• Data extracts
:::

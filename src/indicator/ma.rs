use error_stack::{Report, bail};
use serde::Deserialize;

use crate::error::IndicatorError;
use crate::indicator::{Indicator, close_prices};
use crate::model::PricePoint;

/// Simple Moving Average.
pub struct Sma {
    period: usize,
}

impl Sma {
    pub fn new(period: usize) -> Result<Self, Report<IndicatorError>> {
        if period == 0 {
            bail!(IndicatorError::InvalidParameter {
                name: "period must be > 0".into(),
            });
        }
        Ok(Self { period })
    }

    /// Calculate SMA values from a raw value slice.
    pub fn calculate_values(&self, values: &[f64]) -> Result<Vec<f64>, Report<IndicatorError>> {
        if values.len() < self.period {
            bail!(IndicatorError::InsufficientData {
                required: self.period,
                available: values.len(),
            });
        }
        Ok(values
            .windows(self.period)
            .map(|w| w.iter().sum::<f64>() / self.period as f64)
            .collect())
    }
}

impl Indicator for Sma {
    fn name(&self) -> &str {
        "sma"
    }

    fn required_points(&self) -> usize {
        self.period
    }

    fn calculate(&self, points: &[PricePoint]) -> Result<Vec<f64>, Report<IndicatorError>> {
        self.calculate_values(&close_prices(points))
    }
}

/// How the first EMA value is chosen.
#[derive(Debug, Clone, Copy, Default, PartialEq, Eq, Deserialize)]
#[serde(rename_all = "snake_case")]
pub enum EmaSeed {
    /// Start from the first raw value; output has one value per input.
    #[default]
    FirstValue,
    /// Start from the SMA of the first `period` values; output starts at
    /// index `period - 1`.
    Sma,
}

/// Exponential Moving Average.
pub struct Ema {
    period: usize,
    seed: EmaSeed,
}

impl Ema {
    pub fn new(period: usize, seed: EmaSeed) -> Result<Self, Report<IndicatorError>> {
        if period == 0 {
            bail!(IndicatorError::InvalidParameter {
                name: "period must be > 0".into(),
            });
        }
        Ok(Self { period, seed })
    }

    /// Calculate EMA values from a raw value slice.
    pub fn calculate_values(&self, values: &[f64]) -> Result<Vec<f64>, Report<IndicatorError>> {
        let required = self.required_points();
        if values.len() < required {
            bail!(IndicatorError::InsufficientData {
                required,
                available: values.len(),
            });
        }

        let k = 2.0 / (self.period as f64 + 1.0);
        let (mut ema, rest) = match self.seed {
            EmaSeed::FirstValue => (values[0], &values[1..]),
            EmaSeed::Sma => (
                values[..self.period].iter().sum::<f64>() / self.period as f64,
                &values[self.period..],
            ),
        };

        let mut results = Vec::with_capacity(rest.len() + 1);
        results.push(ema);
        for &value in rest {
            ema = value * k + ema * (1.0 - k);
            results.push(ema);
        }

        Ok(results)
    }
}

impl Indicator for Ema {
    fn name(&self) -> &str {
        "ema"
    }

    fn required_points(&self) -> usize {
        match self.seed {
            EmaSeed::FirstValue => 1,
            EmaSeed::Sma => self.period,
        }
    }

    fn calculate(&self, points: &[PricePoint]) -> Result<Vec<f64>, Report<IndicatorError>> {
        self.calculate_values(&close_prices(points))
    }
}

#[cfg(test)]
mod tests {
    use super::*;
    use crate::model::fixtures::series_from_closes;

    #[test]
    fn sma_period_zero_invalid() {
        assert!(Sma::new(0).is_err());
    }

    #[test]
    fn sma_insufficient_data() {
        let sma = Sma::new(5).unwrap();
        let series = series_from_closes(&[1.0; 4]);
        assert!(sma.calculate(series.points()).is_err());
    }

    #[test]
    fn sma_known_value() {
        let sma = Sma::new(3).unwrap();
        let series = series_from_closes(&[1.0, 2.0, 3.0, 4.0]);
        let values = sma.calculate(series.points()).unwrap();
        // (1+2+3)/3 = 2.0, (2+3+4)/3 = 3.0
        assert!((values[0] - 2.0).abs() < 1e-9);
        assert!((values[1] - 3.0).abs() < 1e-9);
    }

    #[test]
    fn ema_period_zero_invalid() {
        assert!(Ema::new(0, EmaSeed::FirstValue).is_err());
    }

    #[test]
    fn ema_first_value_seed_starts_at_first_price() {
        let ema = Ema::new(3, EmaSeed::FirstValue).unwrap();
        let values = ema.calculate_values(&[1.0, 2.0, 3.0, 4.0]).unwrap();
        assert_eq!(values.len(), 4);
        // k = 0.5: 1.0, 1.5, 2.25, 3.125
        assert!((values[0] - 1.0).abs() < 1e-9);
        assert!((values[1] - 1.5).abs() < 1e-9);
        assert!((values[2] - 2.25).abs() < 1e-9);
        assert!((values[3] - 3.125).abs() < 1e-9);
    }

    #[test]
    fn ema_sma_seed_starts_at_window_mean() {
        let ema = Ema::new(3, EmaSeed::Sma).unwrap();
        let values = ema.calculate_values(&[1.0, 2.0, 3.0, 4.0]).unwrap();
        assert_eq!(values.len(), 2);
        // seed = 2.0, then 4*0.5 + 2*0.5 = 3.0
        assert!((values[0] - 2.0).abs() < 1e-9);
        assert!((values[1] - 3.0).abs() < 1e-9);
    }

    #[test]
    fn ema_sma_seed_insufficient_data() {
        let ema = Ema::new(5, EmaSeed::Sma).unwrap();
        assert!(ema.calculate_values(&[1.0; 4]).is_err());
        let ema = Ema::new(5, EmaSeed::FirstValue).unwrap();
        assert!(ema.calculate_values(&[1.0; 4]).is_ok());
    }

    #[test]
    fn seeding_strategies_diverge_then_converge() {
        // Jump from 10 to 20 after the first point: first-value seeding drags
        // the early EMA toward 10, SMA seeding does not.
        let mut prices = vec![10.0];
        prices.extend(std::iter::repeat_n(20.0, 199));

        let first = Ema::new(12, EmaSeed::FirstValue)
            .unwrap()
            .calculate_values(&prices)
            .unwrap();
        let sma = Ema::new(12, EmaSeed::Sma)
            .unwrap()
            .calculate_values(&prices)
            .unwrap();

        // Align on the shared tail.
        let offset = first.len() - sma.len();
        let early_gap = (first[offset] - sma[0]).abs();
        let late_gap = (first.last().unwrap() - sma.last().unwrap()).abs();
        assert!(early_gap > 0.1, "early gap {early_gap}");
        assert!(late_gap < 1e-6, "late gap {late_gap}");
    }

    #[test]
    fn ema_flat_prices() {
        for seed in [EmaSeed::FirstValue, EmaSeed::Sma] {
            let ema = Ema::new(3, seed).unwrap();
            let series = series_from_closes(&[10.0; 6]);
            for v in ema.calculate(series.points()).unwrap() {
                assert!((v - 10.0).abs() < 1e-9);
            }
        }
    }
}
pub mod terminal;

use crate::model::Instrument;
use crate::scan::ScanOutcome;
use crate::strategy::rank::Ranking;

/// Sink for scan results and summarizer output.
pub trait Notifier: Send + Sync {
    fn notify_scan(&self, instruments: &[Instrument], outcome: &ScanOutcome, ranking: &Ranking);

    fn notify_summary(&self, title: &str, text: &str);
}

:::

• Work instruction
Lines to set down from above: the line with "let series = series_from_closes(&[1.0;", the line with "let ema = Ema::new(3, EmaSeed::FirstValue).unwrap();", and every line between, each exactly as written.

• Task answer
        let series = series_from_closes(&[1.0; 4]);
        assert!(sma.calculate(series.points()).is_err());
    }

    #[test]
    fn sma_known_value() {
        let sma = Sma::new(3).unwrap();
        let series = series_from_closes(&[1.0, 2.0, 3.0, 4.0]);
        let values = sma.calculate(series.points()).unwrap();
        // (1+2+3)/3 = 2.0, (2+3+4)/3 = 3.0
        assert!((values[0] - 2.0).abs() < 1e-9);
        assert!((values[1] - 3.0).abs() < 1e-9);
    }

    #[test]
    fn ema_period_zero_invalid() {
        assert!(Ema::new(0, EmaSeed::FirstValue).is_err());
    }

    #[test]
    fn ema_first_value_seed_starts_at_first_price() {
        let ema = Ema::new(3, EmaSeed::FirstValue).unwrap();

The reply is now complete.